Western scholarship has traditionally acknowledged that music thrived under the NEP despite various material shortages. The period has generally been associated with ‘a lessening of revolutionary militancy, a relaxation of ideological tensions [and] a greater permissiveness in matters of musical taste and style’.2 For example, with the resumption of Western contacts interrupted since 1914, the NEP period saw a re-emergence of activities reminiscent of the pre-Revolutionary Evenings of Contemporary Music. These were concerts in St Petersburg sponsored by the World of Art group from 1902 onwards. Under the guidance of Viacheslav Karatygin, they presented Russian audiences with works by Western composers such as Mahler, Strauss, and Ravel, together with works by contemporary Russian composers such as Skriabin, Rachmaninov, and Medtner. Debussy, Reger, and Schoenberg made personal appearances at these Evenings, and it was at one of these concerts in 1909 that Diaghilev was introduced to the music of Stravinsky, an encounter that led him to commission Zhar-ptitsa [The Firebird]. In the same way, in the NEP period foreign artists were invited to perform in Russia, and foreign composers of new music, among them Paul Hindemith, Darius Milhaud, and Franz Schreker, conducted Russian premieres of their own works. Between 1925 and 1927, Leningrad audiences witnessed performances of Igor Stravinsky’s Pul′chinella [Pulcinella] and Baika pro lisu, petukha i baraban [Renard], Ernst Krenek’s Der Sprung über den Schatten, Arnold Schoenberg’s Gurre-Lieder, and Berg’s Wozzeck. A reciprocal interest in contemporary Russian music emerged in the West. The works of modern Soviet composers, such as Samuel Feinberg, Alexander Mosolov, and Nikolai Miaskovskii, were played at the prestigious music festivals of the International Society of Contemporary Music (ISCM). In addition, under a special arrangement with the Soviet State Publishing House, new Russian scores were issued by Universal Edition in Vienna.

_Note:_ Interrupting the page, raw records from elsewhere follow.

//! Cooperative cancellation shared between a lifecycle and its nested
//! placeholder loads.

use std::sync::atomic::{AtomicBool, Ordering};
use std::sync::Arc;
use std::time::{Duration, Instant};

use parking_lot::{Condvar, Mutex};

use crate::error::{LoadError, LoadResult};

#[derive(Default)]
struct TokenState {
    cancelled: AtomicBool,
    lock: Mutex<()>,
    wake: Condvar,
}

/// Cloneable cancel flag. All clones observe the same state.
#[derive(Clone, Default)]
pub struct CancellationToken {
    state: Arc<TokenState>,
}

impl CancellationToken {
    pub fn new() -> Self {
        Self::default()
    }

    /// Signal cancellation and wake any sleeper. Returns true if this call
    /// performed the transition.
    pub fn cancel(&self) -> bool {
        let first = !self.state.cancelled.swap(true, Ordering::AcqRel);
        if first {
            let _guard = self.state.lock.lock();
            self.state.wake.notify_all();
        }
        first
    }

    pub fn is_cancelled(&self) -> bool {
        self.state.cancelled.load(Ordering::Acquire)
    }

    /// `Err(Cancelled)` once the token has been signalled.
    pub fn check(&self) -> LoadResult<()> {
        if self.is_cancelled() {
            Err(LoadError::Cancelled)
        } else {
            Ok(())
        }
    }

    /// Sleep for `duration`, returning early with `Err(Cancelled)` if the
    /// token is signalled meanwhile.
    pub fn sleep(&self, duration: Duration) -> LoadResult<()> {
        if duration.is_zero() {
            return self.check();
        }
        let deadline = Instant::now() + duration;
        let mut guard = self.state.lock.lock();
        while !self.is_cancelled() {
            if self.state.wake.wait_until(&mut guard, deadline).timed_out() {
                break;
            }
        }
        drop(guard);
        self.check()
    }
}

impl std::fmt::Debug for CancellationToken {
    fn fmt(&self, f: &mut std::fmt::Formatter<'_>) -> std::fmt::Result {
        f.debug_struct("CancellationToken")
            .field("cancelled", &self.is_cancelled())
            .finish()
    }
}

These events represent but one facet of musical life in the 1920s and, by the end of the decade, a distinctly less modernist, more proletarian-oriented stance began to dominate the musical arena. This and other developments during the period can best be understood in terms of existing factions in the musical community, their competitive attempts to provide the new social order with an appropriate cultural response, and the changing political strengths of players in key administrative positions committed to particular aesthetic platforms. The definition and implementation of an ideologically correct musical agenda was debated vehemently throughout the 1920s. But these polemical battles essentially propagated factionalism that arose during the Civil War.
In part, factionalism was allowed to develop under Lunacharskii’s leadership of Narkompros (the People’s Commissariat of Enlightenment). As a Bolshevik intellectual, Lunacharskii encouraged artists to pursue ‘revolutionary inspiration’ in their art, but also defended pre-Revolutionary cultural achievements as the legitimate inheritance of the proletariat and, so as to entice co-operation from highly skilled, politically independent professionals, recognized the need for creative freedom and individuality of expression. His choice of Arthur Lourié (Artur Lur′e) to head the Commissariat’s music division (Muzo) reflects this liberal policy. Lourié actively promoted the cause of modern music and thought the art form to be essentially an apolitical medium. As reported later by critic and musicologist Leonid Sabaneev:
Due to the good fortune that the first music ‘minister’ of Soviet Russia was Arthur Lourié, himself an ultra-modernist and follower of Stravinsky and Schoenberg, the modern school of thought predominated in the musical bureaucratic circle, entirely to the disadvantage of the representatives of moderate and conservative trends. A strong promotional propaganda was organized for the modernists; their works were published by the State, an act that doubtlessly represented a positive aspect of this period.3
Other music specialists who allied themselves with the Narkompros agency included the composers and modernist sympathizers Vladimir Shcherbachev and Nikolai Miaskovskii; the musicologists Pavel Lamm, Nadezhda Briusova, and Boris Asafiev; the critics Vladimir Derzhanovskii and Viacheslav Karatygin; the pianists Konstantin Eiges and Konstantin Igumnov; and the violinist Lev Tseitlin, who in 1922 founded a successful conductorless orchestra, Persimfans, which gave impressive performances of not only the standard classical repertoire, but also challenging contemporary scores. Within an additional ‘academic’ subsection in Muzo, which in October 1921 became Russia’s first State Institute of Musical Science (Gosudarstvennyi institut muzykal′nykh nauk, GIMN), music researchers such as Sabaneev, Nikolai Ianchuk, Petr Zimin, and Mikhail Ivanov-Boretskii pursued scholarly and educational interests. Lourié’s exclusionary professional aesthetic, however, soon elicited complaints from the revolutionary-minded Trade Union of Art Workers (Rabis) and was the cause of his early dismissal and replacement by the more moderate former Proletkult member Boris Krasin in 1921.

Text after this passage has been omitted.